Tuesday, January 21, 2020

Vaccinations - Dave's Midwestern Ohio Memories

Series of Guest Blogs by an out-of-state Fish Report reader originally from this area about fond memories of growing up in Midwestern Ohio during the 50’s & 60’s

Vaccinations


In 1954, the younger brother of one of my first grade classmates was unfortunately infected with polio, which at the time was one of the world’s most troublesome childhood diseases. He was one of the 58,000 polio cases in the US that year. The disease could cause breathing problems and on rare cases, paralysis. At the time, there were all kinds of flyers showing kids being treated in iron lungs or wearing leg braces walking with crutches.

Funds were raised for polio research through the March of Dimes, which was initiated during the Great Depression by President Roosevelt since he suffered from the disease. It was thought even during the Depression, anyone could afford a thin dime. The contributions funded the successful work of Dr. Jonas Salk, who develop the polio vaccine.


Thanks to Dr. Salk’s efforts, the polio vaccine has essentially eradicated the disease from the face of the earth. I distinctly recall our first grade class traveling by school bus to Sidney to get our polio shots. The Shelby County Health department was located in the basement of the Courthouse in Sidney under the large cement stairs heading up to the court rooms.


The area was cold, dark and dank, elevating our fears even more beyond being scared about the polio shot. In the line ahead of me, several classmates, both boys and girls, started crying when given the shot, a situation I was bound and determined to avoid. And to make matters worse, the bus was parked waiting for us across the courthouse square at the site of the County jail. To no surprise, someone screamed when they thought they saw a prisoner starring down through a barred window in the jail!

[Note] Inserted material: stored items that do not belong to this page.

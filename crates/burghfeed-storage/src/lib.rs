//! External collaborators: source extract retrieval, raw artifact storage, the remote datastore and alert delivery.

use std::path::{Path, PathBuf};
use std::time::Duration;

use anyhow::Context;
use burghfeed_core::TableKind;
use chrono::{DateTime, Utc};
use reqwest::StatusCode;
use sha2::{Digest, Sha256};
use thiserror::Error;
use tokio::fs;
use tokio::io::AsyncWriteExt;
use tracing::{info_span, warn, Instrument};
use uuid::Uuid;

pub mod datastore;
pub mod notify;

pub use datastore::{
    bounded, CkanConfig, CkanDatastore, Datastore, DatastoreError, MemoryDatastore, ResourceId, Row,
};
pub use notify::{notify_best_effort, Alert, AlertSink, LogNotifier, Notifier, WebhookNotifier};

pub const CRATE_NAME: &str = "burghfeed-storage";

#[derive(Debug, Clone)]
pub struct StoredArtifact {
    pub content_hash: String,
    pub relative_path: PathBuf,
    pub absolute_path: PathBuf,
    pub byte_size: usize,
    pub deduplicated: bool,
}

/// Hash-addressed store for the raw extracts a run downloaded.
#[derive(Debug, Clone)]
pub struct ArtifactStore {
    root: PathBuf,
}

impl ArtifactStore {
    pub fn new(root: impl Into<PathBuf>) -> Self {
        Self { root: root.into() }
    }

    pub fn root(&self) -> &Path {
        &self.root
    }

    pub fn sha256_hex(bytes: &[u8]) -> String {
        hex::encode(Sha256::digest(bytes))
    }

    pub fn extract_relative_path(
        &self,
        fetched_at: DateTime<Utc>,
        kind: TableKind,
        content_hash: &str,
    ) -> PathBuf {
        PathBuf::from(fetched_at.format("%Y%m%d_%H%M%S").to_string())
            .join(kind.slug())
            .join(format!("{content_hash}.csv"))
    }

    /// Writes through a temp file and rename; a partial extract is never visible at the final path.
    pub async fn store_extract(
        &self,
        fetched_at: DateTime<Utc>,
        kind: TableKind,
        bytes: &[u8],
    ) -> anyhow::Result<StoredArtifact> {
        let content_hash = Self::sha256_hex(bytes);
        let relative_path = self.extract_relative_path(fetched_at, kind, &content_hash);
        let absolute_path = self.root.join(&relative_path);
        let stored = |deduplicated| StoredArtifact {
            content_hash: content_hash.clone(),
            relative_path: relative_path.clone(),
            absolute_path: absolute_path.clone(),
            byte_size: bytes.len(),
            deduplicated,
        };

        let parent = absolute_path
            .parent()
            .map(Path::to_path_buf)
            .unwrap_or_else(|| self.root.clone());
        fs::create_dir_all(&parent)
            .await
            .with_context(|| format!("creating artifact directory {}", parent.display()))?;

        if fs::try_exists(&absolute_path)
            .await
            .with_context(|| format!("checking artifact path {}", absolute_path.display()))?
        {
            return Ok(stored(true));
        }

        let temp_path = parent.join(format!(".{}.tmp", Uuid::new_v4()));
        let mut file = fs::OpenOptions::new()
            .create_new(true)
            .write(true)
            .open(&temp_path)
            .await
            .with_context(|| format!("opening temp artifact {}", temp_path.display()))?;
        file.write_all(bytes)
            .await
            .with_context(|| format!("writing temp artifact {}", temp_path.display()))?;
        file.flush()
            .await
            .with_context(|| format!("flushing temp artifact {}", temp_path.display()))?;
        drop(file);

        match fs::rename(&temp_path, &absolute_path).await {
            Ok(()) => Ok(stored(false)),
            Err(err) => {
                let _ = fs::remove_file(&temp_path).await;
                if err.kind() == std::io::ErrorKind::AlreadyExists {
                    return Ok(stored(true));
                }
                Err(err).with_context(|| {
                    format!(
                        "renaming artifact {} -> {}",
                        temp_path.display(),
                        absolute_path.display()
                    )
                })
            }
        }
    }
}

#[derive(Debug, Clone, Copy, PartialEq, Eq)]
pub enum RetryDisposition {
    Retryable,
    NonRetryable,
}

pub fn classify_status(status: StatusCode) -> RetryDisposition {
    if status.is_server_error() || status == StatusCode::TOO_MANY_REQUESTS {
        RetryDisposition::Retryable
    } else {
        RetryDisposition::NonRetryable
    }
}

pub fn classify_reqwest_error(err: &reqwest::Error) -> RetryDisposition {
    if err.is_timeout() || err.is_connect() || err.is_request() {
        RetryDisposition::Retryable
    } else {
        RetryDisposition::NonRetryable
    }
}

#[derive(Debug, Clone, Copy)]
pub struct BackoffPolicy {
    pub max_retries: usize,
    pub base_delay: Duration,
    pub max_delay: Duration,
}

impl Default for BackoffPolicy {
    fn default() -> Self {
        Self {
            max_retries: 3,
            base_delay: Duration::from_millis(500),
            max_delay: Duration::from_secs(8),
        }
    }
}

impl BackoffPolicy {
    pub fn delay_for_attempt(&self, attempt_index: usize) -> Duration {
        let factor = 1u32.checked_shl(attempt_index as u32).unwrap_or(u32::MAX);
        self.base_delay.saturating_mul(factor).min(self.max_delay)
    }
}

#[derive(Debug, Clone)]
pub struct HttpClientConfig {
    pub timeout: Duration,
    pub user_agent: Option<String>,
    pub backoff: BackoffPolicy,
}

impl Default for HttpClientConfig {
    fn default() -> Self {
        Self {
            timeout: Duration::from_secs(30),
            user_agent: None,
            backoff: BackoffPolicy::default(),
        }
    }
}

#[derive(Debug, Clone)]
pub struct FetchedExtract {
    pub kind: TableKind,
    pub final_url: String,
    pub fetched_at: DateTime<Utc>,
    pub body: Vec<u8>,
}

#[derive(Debug, Error)]
pub enum FetchError {
    #[error("request failed after retries: {0}")]
    Request(#[from] reqwest::Error),
    #[error("http status {status} for {url}")]
    HttpStatus { status: u16, url: String },
}

/// Downloads source extracts, retrying transient failures with capped exponential backoff.
#[derive(Debug, Clone)]
pub struct HttpFetcher {
    client: reqwest::Client,
    backoff: BackoffPolicy,
}

impl HttpFetcher {
    pub fn new(config: HttpClientConfig) -> anyhow::Result<Self> {
        let mut builder = reqwest::Client::builder()
            .gzip(true)
            .brotli(true)
            .timeout(config.timeout);
        if let Some(user_agent) = &config.user_agent {
            builder = builder.user_agent(user_agent.clone());
        }
        let client = builder.build().context("building reqwest client")?;
        Ok(Self {
            client,
            backoff: config.backoff,
        })
    }

    pub async fn fetch_extract(
        &self,
        run_id: Uuid,
        kind: TableKind,
        url: &str,
    ) -> Result<FetchedExtract, FetchError> {
        let span = info_span!("fetch_extract", %run_id, table = %kind, url);
        self.fetch_with_retries(kind, url).instrument(span).await
    }

    async fn fetch_with_retries(&self, kind: TableKind, url: &str) -> Result<FetchedExtract, FetchError> {
        let mut attempt = 0usize;
        loop {
            match self.client.get(url).send().await {
                Ok(resp) => {
                    let status = resp.status();
                    let final_url = resp.url().to_string();
                    if status.is_success() {
                        let body = resp.bytes().await?.to_vec();
                        return Ok(FetchedExtract {
                            kind,
                            final_url,
                            fetched_at: Utc::now(),
                            body,
                        });
                    }
                    if classify_status(status) == RetryDisposition::NonRetryable
                        || attempt >= self.backoff.max_retries
                    {
                        return Err(FetchError::HttpStatus {
                            status: status.as_u16(),
                            url: final_url,
                        });
                    }
                    warn!(status = status.as_u16(), attempt, "retrying extract download");
                }
                Err(err) => {
                    if classify_reqwest_error(&err) == RetryDisposition::NonRetryable
                        || attempt >= self.backoff.max_retries
                    {
                        return Err(FetchError::Request(err));
                    }
                    warn!(error = %err, attempt, "retrying extract download");
                }
            }
            tokio::time::sleep(self.backoff.delay_for_attempt(attempt)).await;
            attempt += 1;
        }
    }
}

That polio shot hurt like heck and to this day, I have a fear of shots of all kinds. Just ask my wife, as recently we received the shingles shot. I literally jerked my arm spontaneously even though the nurse had only used a cotton swab dipped in alcohol to clean the area where the shot was to be administered! Still the shot was much worse, while my wife and the nurse both got a huge chuckle at my expense.

As youngsters growing up in the 50’s, we had to have seemingly never-ending vaccinations beyond polio, such as small pox, chicken pox, measles, mumps, rubella, diphtheria, pertussis, tetanus, whopping cough, hepatitis B, influenza, etc, etc. Almost every kid back then has a severe scar on their left upper arm as evidence of the many vaccinations.

These days, some parents are opting out of these vaccinations because of a fear their child could develop autism or other such serious disorders. The son of a friend of ours became a paraplegic some time after receiving his vaccinations at a young age and to this day, his mother swears the vaccinations and/or tainted well water were the culprits. Because more parents today are opting out of vaccinations for their children, diseases that had literally disappeared for generations are resurfacing. For example, measles cases across the United States likely broke a record for 2019 as indicated in the chart below.


Situations like this and many other considerations make raising children today very complicated. Parents back in the 1950’s no doubt were concerned with our well-being, but at the same time, seemed to kinda let us do our own thing and accepted the consequences. This short video accurately describes the times back then. Those times were definitely fun and memorable.